Legal and Regulatory Enforcement
Technology and more connected business systems are driving cybersecurity risks; at the same time, there is a growth in the related regulatory and legal requirements that apply to businesses in various industrial sectors. The role of in-house and outside legal counsel in cybersecurity is central to the management of this enterprise risk. This is particularly so given the rapid development of legislation in many jurisdictions aimed at imposing cybersecurity standards and breach notification obligations upon companies. Many of these laws, such as the New York Department of Financial Services regulations on cybersecurity, require comprehensive information security programs that go far beyond response plans for data breaches. The NY Regulations, along with the EU’s General Data Protection Regulation (GDPR) also impose tight notification deadlines for companies becoming aware of incidents – placing a premium on prior planning and preparation.
Protecting Legal Privileges and Effective Incident Response
The heightened risks of government enforcement and litigation also raise the stakes for companies and counsel to ensure they follow the right process in each case -- in particular being attentive to protecting legal privileges.
Effectively managing the company's response is vital to avoid making a bad situation even worse.
Core Elements of Our Service Offerings
Cybersecurity Risk Assessments
We advise clients on their risk profile and their existing cybersecurity programs.

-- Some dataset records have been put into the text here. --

//! Geographic points and the coordinate grid used to match stations.

use std::fmt;

use serde::{Deserialize, Serialize};

/// Number of grid cells per degree in a [`MergeKey`] (3 decimal places).
const MERGE_GRID_PER_DEGREE: f64 = 1000.0;

/// A WGS84 position in decimal degrees.
#[derive(Debug, Clone, Copy, PartialEq, Serialize, Deserialize)]
pub struct Point {
    pub latitude: f64,
    pub longitude: f64,
}

impl Point {
    pub fn new(latitude: f64, longitude: f64) -> Self {
        Self {
            latitude,
            longitude,
        }
    }

    /// Both coordinates are finite numbers.
    pub fn is_finite(&self) -> bool {
        self.latitude.is_finite() && self.longitude.is_finite()
    }

    /// The grid cell this point falls in, used to match stations across providers.
    pub fn merge_key(&self) -> MergeKey {
        MergeKey::from_point(*self)
    }
}

impl From<Point> for geo::Point<f64> {
    fn from(p: Point) -> Self {
        // geo uses (x, y) = (longitude, latitude)
        geo::Point::new(p.longitude, p.latitude)
    }
}

impl fmt::Display for Point {
    fn fmt(&self, f: &mut fmt::Formatter<'_>) -> fmt::Result {
        write!(f, "({:.5}, {:.5})", self.latitude, self.longitude)
    }
}

/// Coordinates rounded to three decimal degrees (roughly a 111 m grid).
///
/// Two station records with equal keys are treated as the same physical dock.
///
/// ```
/// use route_server::domain::Point;
///
/// let a = Point::new(47.3769, 8.5417).merge_key();
/// let b = Point::new(47.3770, 8.5416).merge_key();
/// assert_eq!(a, b);
/// ```
#[derive(Debug, Clone, Copy, PartialEq, Eq, Hash)]
pub struct MergeKey {
    lat_cell: i64,
    lng_cell: i64,
}

impl MergeKey {
    pub fn from_point(p: Point) -> Self {
        Self {
            lat_cell: (p.latitude * MERGE_GRID_PER_DEGREE).round() as i64,
            lng_cell: (p.longitude * MERGE_GRID_PER_DEGREE).round() as i64,
        }
    }
}

impl fmt::Display for MergeKey {
    fn fmt(&self, f: &mut fmt::Formatter<'_>) -> fmt::Result {
        write!(
            f,
            "{:.3},{:.3}",
            self.lat_cell as f64 / MERGE_GRID_PER_DEGREE,
            self.lng_cell as f64 / MERGE_GRID_PER_DEGREE
        )
    }
}

#[cfg(test)]
mod tests {
    use super::*;

    #[test]
    fn nearby_points_share_key() {
        let a = Point::new(47.3769, 8.5417);
        let b = Point::new(47.3770, 8.5416);
        assert_eq!(a.merge_key(), b.merge_key());
    }

    #[test]
    fn distant_points_differ() {
        let a = Point::new(47.3769, 8.5417);
        let b = Point::new(47.3790, 8.5417);
        assert_ne!(a.merge_key(), b.merge_key());
    }

    #[test]
    fn key_rounds_rather_than_truncates() {
        // 47.3766 rounds up to 47.377, truncation would give 47.376
        let a = Point::new(47.3766, 8.5400);
        let b = Point::new(47.3770, 8.5400);
        assert_eq!(a.merge_key(), b.merge_key());
    }

    #[test]
    fn negative_coordinates() {
        let a = Point::new(-33.8688, 151.2093);
        let b = Point::new(-33.8691, 151.2089);
        assert_eq!(a.merge_key(), b.merge_key());
        assert_eq!(a.merge_key().to_string(), "-33.869,151.209");
    }

    #[test]
    fn geo_point_axis_order() {
        let p: geo::Point<f64> = Point::new(47.0, 8.0).into();
        assert_eq!(p.x(), 8.0);
        assert_eq!(p.y(), 47.0);
    }

    #[test]
    fn finiteness() {
        assert!(Point::new(47.0, 8.0).is_finite());
        assert!(!Point::new(f64::NAN, 8.0).is_finite());
        assert!(!Point::new(47.0, f64::INFINITY).is_finite());
    }
}

#[cfg(test)]
mod proptests {
    use super::*;
    use proptest::prelude::*;

    proptest! {
        /// Points within 0.4 of a grid cell of a cell centre share its key
        #[test]
        fn jitter_within_cell_keeps_key(
            lat_cell in -89_000i64..89_000,
            lng_cell in -179_000i64..179_000,
            dlat in -0.0004f64..0.0004,
            dlng in -0.0004f64..0.0004,
        ) {
            let centre = Point::new(lat_cell as f64 / 1000.0, lng_cell as f64 / 1000.0);
            let jittered = Point::new(centre.latitude + dlat, centre.longitude + dlng);
            prop_assert_eq!(centre.merge_key(), jittered.merge_key());
        }
    }
}
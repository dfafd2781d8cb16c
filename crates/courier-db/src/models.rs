/// Database row types that have no counterpart in courier-types.
/// Users, settings, chats and statistics map straight onto the shared models.
use chrono::{DateTime, Utc};

#[derive(Debug, Clone)]
pub struct StoredMessage {
    pub id: i64,
    pub remote_message_id: i64,
    pub chat_id: i64,
    pub owner_remote_id: Option<i64>,
    pub sender_id: Option<i64>,
    pub sent_at: DateTime<Utc>,
    pub edited_at: Option<DateTime<Utc>>,
    pub text: Option<String>,
    pub media_type: Option<String>,
    pub media_path: Option<String>,
    pub forwarded: bool,
    pub forwarded_at: Option<DateTime<Utc>>,
    pub deleted: bool,
    pub deleted_at: Option<DateTime<Utc>>,
}

/// Result of `save_message`: the row id and its forward state after the
/// upsert. A redelivered message that was already forwarded reports true.
#[derive(Debug, Clone, Copy, PartialEq, Eq)]
pub struct SavedMessage {
    pub id: i64,
    pub forwarded: bool,
}

#[derive(Debug, Clone)]
pub struct AuthChallenge {
    pub token: String,
    pub phone_hash: String,
    pub provider_code_handle: String,
    pub created_at: DateTime<Utc>,
    pub expires_at: DateTime<Utc>,
    pub verified: bool,
}

#[derive(Debug, Clone)]
pub struct ActionLogEntry {
    pub id: i64,
    pub user_id: Option<i64>,
    pub action_type: String,
    pub target_id: Option<i64>,
    pub target_type: Option<String>,
    pub details: Option<String>,
    pub created_at: DateTime<Utc>,
}

/// Counts produced by one maintenance pass.
#[derive(Debug, Default, Clone, Copy, PartialEq, Eq)]
pub struct ReapReport {
    pub challenges_deleted: usize,
    pub actions_pruned: usize,
    pub users_deactivated: usize,
}
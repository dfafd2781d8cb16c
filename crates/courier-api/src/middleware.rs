use axum::{
    extract::{Request, State},
    http::{StatusCode, header},
    middleware::Next,
    response::Response,
};
use jsonwebtoken::{DecodingKey, Validation, decode};

use courier_types::api::Claims;

use crate::auth::AppState;

/// Extract and validate the operator JWT from the Authorization header.
pub async fn require_auth(
    State(state): State<AppState>,
    mut req: Request,
    next: Next,
) -> Result<Response, StatusCode> {
    let auth_header = req
        .headers()
        .get(header::AUTHORIZATION)
        .and_then(|v| v.to_str().ok())
        .ok_or(StatusCode::UNAUTHORIZED)?;

    let token = auth_header
        .strip_prefix("Bearer ")
        .ok_or(StatusCode::UNAUTHORIZED)?;

    let token_data = decode::<Claims>(
        token,
        &DecodingKey::from_secret(state.api_secret.as_bytes()),
        &Validation::default(),
    )
    .map_err(|_| StatusCode::UNAUTHORIZED)?;

    req.extensions_mut().insert(token_data.claims);
    Ok(next.run(req).await)
}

Working closely with experienced cybersecurity service providers, we help clients design and implement a cybersecurity program from the ground up or to fine-tune an existing program. Many such assessments can be scoped around well-defined fixed fee engagements.
Board Level Engagement
Our team helps boards and c-suites work through an enterprise risk management approach that fits their culture and industry, to frame a discussion that ensures the company’s internal and external resources are being used effectively. We draw upon our broad sector experience to provide the benefit of situational awareness in an area that is rapidly changing.
Implementing a cybersecurity program through written information security policies and procedures aimed at securing a company’s cyber assets is a complex undertaking. Regulators understand the value of a cybersecurity program and some, like the New York DFS, require covered entities to adopt these plans as an early benchmark for compliance. Our team has deep experience in advising clients on compliance with corporate policies and procedures. We know that the value of a security program is not in a check the box compliance exercise but in implementing a tailor-made, risk based approach that evolves over time.
We help clients to implement training programs from basic level to advanced, and tuned for all levels of the company from officers, directors, staff, as well as outside third parties. Our training programs are usually built around a risk assessment and implementation of a cybersecurity program to ensure each element reinforces the others.
Incident Response Planning
Being prepared for an incident takes advance planning, practice, and requires a solid playbook. Working closely with specialists in the technical and media relations fields, we guide clients toward incident response plans that fit their organization, including using 'war games' or table top simulations to train team members on how to implement the plan.